*PROBLEM TO WORK ON*:
From top to bottom, restate the entries below word for word.

START LISTED ENTRIES

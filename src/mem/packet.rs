//! bus packets and client transactions

use enum_as_inner::EnumAsInner;

/// command classes on the command bus, plus DATA for the data bus
#[derive(Debug, Clone, Copy, PartialEq, Eq, EnumAsInner)]
pub enum BusPacketType {
    Read,
    ReadP,
    Write,
    WriteP,
    Activate,
    Precharge,
    Refresh,
    Data,
}

impl BusPacketType {
    /// READ/READ_P/WRITE/WRITE_P: the commands that move a burst over the data bus
    pub fn is_column_command(&self) -> bool {
        matches!(
            self,
            BusPacketType::Read | BusPacketType::ReadP | BusPacketType::Write | BusPacketType::WriteP
        )
    }
}

/// a decoded command travelling between the controller and a rank.
/// owned by whichever queue or bus slot currently holds it.
#[derive(Debug, Clone)]
pub struct BusPacket {
    pub packet_type: BusPacketType,
    pub physical_address: u64,
    pub rank: usize,
    pub bank: usize,
    pub row: u64,
    pub column: u64,
    pub payload: u64,
}

impl BusPacket {
    pub fn new(
        packet_type: BusPacketType,
        physical_address: u64,
        rank: usize,
        bank: usize,
        row: u64,
        column: u64,
        payload: u64,
    ) -> Self {
        Self {
            packet_type,
            physical_address,
            rank,
            bank,
            row,
            column,
            payload,
        }
    }

    /// the write burst that follows a WRITE/WRITE_P command after WL cycles
    pub fn data_for(command: &BusPacket) -> Self {
        Self {
            packet_type: BusPacketType::Data,
            ..command.clone()
        }
    }
}

#[derive(Debug, Clone, Copy, PartialEq, Eq, EnumAsInner)]
pub enum TransactionType {
    DataRead,
    DataWrite,
    ReturnData,
}

/// a client request, alive from `add_transaction` until its completion
/// callback (reads) or its data-bus dispatch (writes)
#[derive(Debug, Clone)]
pub struct Transaction {
    pub transaction_type: TransactionType,
    pub address: u64,
    pub payload: u64,
    /// cycle the client handed the transaction to the controller
    pub time_added: u64,
    /// cycle the opening command for this access went on the bus; zero until then
    pub time_act_issued: u64,
}

impl Transaction {
    pub fn read(address: u64) -> Self {
        Self::new(TransactionType::DataRead, address, 0)
    }

    pub fn write(address: u64, payload: u64) -> Self {
        Self::new(TransactionType::DataWrite, address, payload)
    }

    /// built by the controller when a DATA packet comes back from a rank
    pub fn returned(address: u64, payload: u64) -> Self {
        Self::new(TransactionType::ReturnData, address, payload)
    }

    fn new(transaction_type: TransactionType, address: u64, payload: u64) -> Self {
        Self {
            transaction_type,
            address,
            payload,
            time_added: 0,
            time_act_issued: 0,
        }
    }
}

#[cfg(test)]
mod tests {
    use super::*;

    #[test]
    fn data_packet_keeps_addressing() {
        let write = BusPacket::new(BusPacketType::Write, 0x4000, 1, 3, 17, 5, 0xdead);
        let data = BusPacket::data_for(&write);
        assert_eq!(data.packet_type, BusPacketType::Data);
        assert_eq!(data.rank, 1);
        assert_eq!(data.bank, 3);
        assert_eq!(data.physical_address, 0x4000);
        assert_eq!(data.payload, 0xdead);
    }

    #[test]
    fn column_command_classes() {
        assert!(BusPacketType::ReadP.is_column_command());
        assert!(BusPacketType::Write.is_column_command());
        assert!(!BusPacketType::Activate.is_column_command());
        assert!(!BusPacketType::Data.is_column_command());
    }
}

END LISTED ENTRIES

*TASK RESPONSE*:
filename src/mem/packet.rs
//! bus packets and client transactions

use enum_as_inner::EnumAsInner;

/// command classes on the command bus, plus DATA for the data bus
#[derive(Debug, Clone, Copy, PartialEq, Eq, EnumAsInner)]
pub enum BusPacketType {
    Read,
    ReadP,
    Write,
    WriteP,
    Activate,
    Precharge,
    Refresh,
    Data,
}

impl BusPacketType {
    /// READ/READ_P/WRITE/WRITE_P: the commands that move a burst over the data bus
    pub fn is_column_command(&self) -> bool {
        matches!(
            self,
            BusPacketType::Read | BusPacketType::ReadP | BusPacketType::Write | BusPacketType::WriteP
        )
    }
}

/// a decoded command travelling between the controller and a rank.
/// owned by whichever queue or bus slot currently holds it.
#[derive(Debug, Clone)]
pub struct BusPacket {
    pub packet_type: BusPacketType,
    pub physical_address: u64,
    pub rank: usize,
    pub bank: usize,
    pub row: u64,
    pub column: u64,
    pub payload: u64,
}

impl BusPacket {
    pub fn new(
        packet_type: BusPacketType,
        physical_address: u64,
        rank: usize,
        bank: usize,
        row: u64,
        column: u64,
        payload: u64,
    ) -> Self {
        Self {
            packet_type,
            physical_address,
            rank,
            bank,
            row,
            column,
            payload,
        }
    }

    /// the write burst that follows a WRITE/WRITE_P command after WL cycles
    pub fn data_for(command: &BusPacket) -> Self {
        Self {
            packet_type: BusPacketType::Data,
            ..command.clone()
        }
    }
}

#[derive(Debug, Clone, Copy, PartialEq, Eq, EnumAsInner)]
pub enum TransactionType {
    DataRead,
    DataWrite,
    ReturnData,
}

/// a client request, alive from `add_transaction` until its completion
/// callback (reads) or its data-bus dispatch (writes)
#[derive(Debug, Clone)]
pub struct Transaction {
    pub transaction_type: TransactionType,
    pub address: u64,
    pub payload: u64,
    /// cycle the client handed the transaction to the controller
    pub time_added: u64,
    /// cycle the opening command for this access went on the bus; zero until then
    pub time_act_issued: u64,
}

impl Transaction {
    pub fn read(address: u64) -> Self {
        Self::new(TransactionType::DataRead, address, 0)
    }

    pub fn write(address: u64, payload: u64) -> Self {
        Self::new(TransactionType::DataWrite, address, payload)
    }

    /// built by the controller when a DATA packet comes back from a rank
    pub fn returned(address: u64, payload: u64) -> Self {
        Self::new(TransactionType::ReturnData, address, payload)
    }

    fn new(transaction_type: TransactionType, address: u64, payload: u64) -> Self {
        Self {
            transaction_type,
            address,
            payload,
            time_added: 0,
            time_act_issued: 0,
        }
    }
}

#[cfg(test)]
mod tests {
    use super::*;

    #[test]
    fn data_packet_keeps_addressing() {
        let write = BusPacket::new(BusPacketType::Write, 0x4000, 1, 3, 17, 5, 0xdead);
        let data = BusPacket::data_for(&write);
        assert_eq!(data.packet_type, BusPacketType::Data);
        assert_eq!(data.rank, 1);
        assert_eq!(data.bank, 3);
        assert_eq!(data.physical_address, 0x4000);
        assert_eq!(data.payload, 0xdead);
    }

    #[test]
    fn column_command_classes() {
        assert!(BusPacketType::ReadP.is_column_command());
        assert!(BusPacketType::Write.is_column_command());
        assert!(!BusPacketType::Activate.is_column_command());
        assert!(!BusPacketType::Data.is_column_command());
    }
}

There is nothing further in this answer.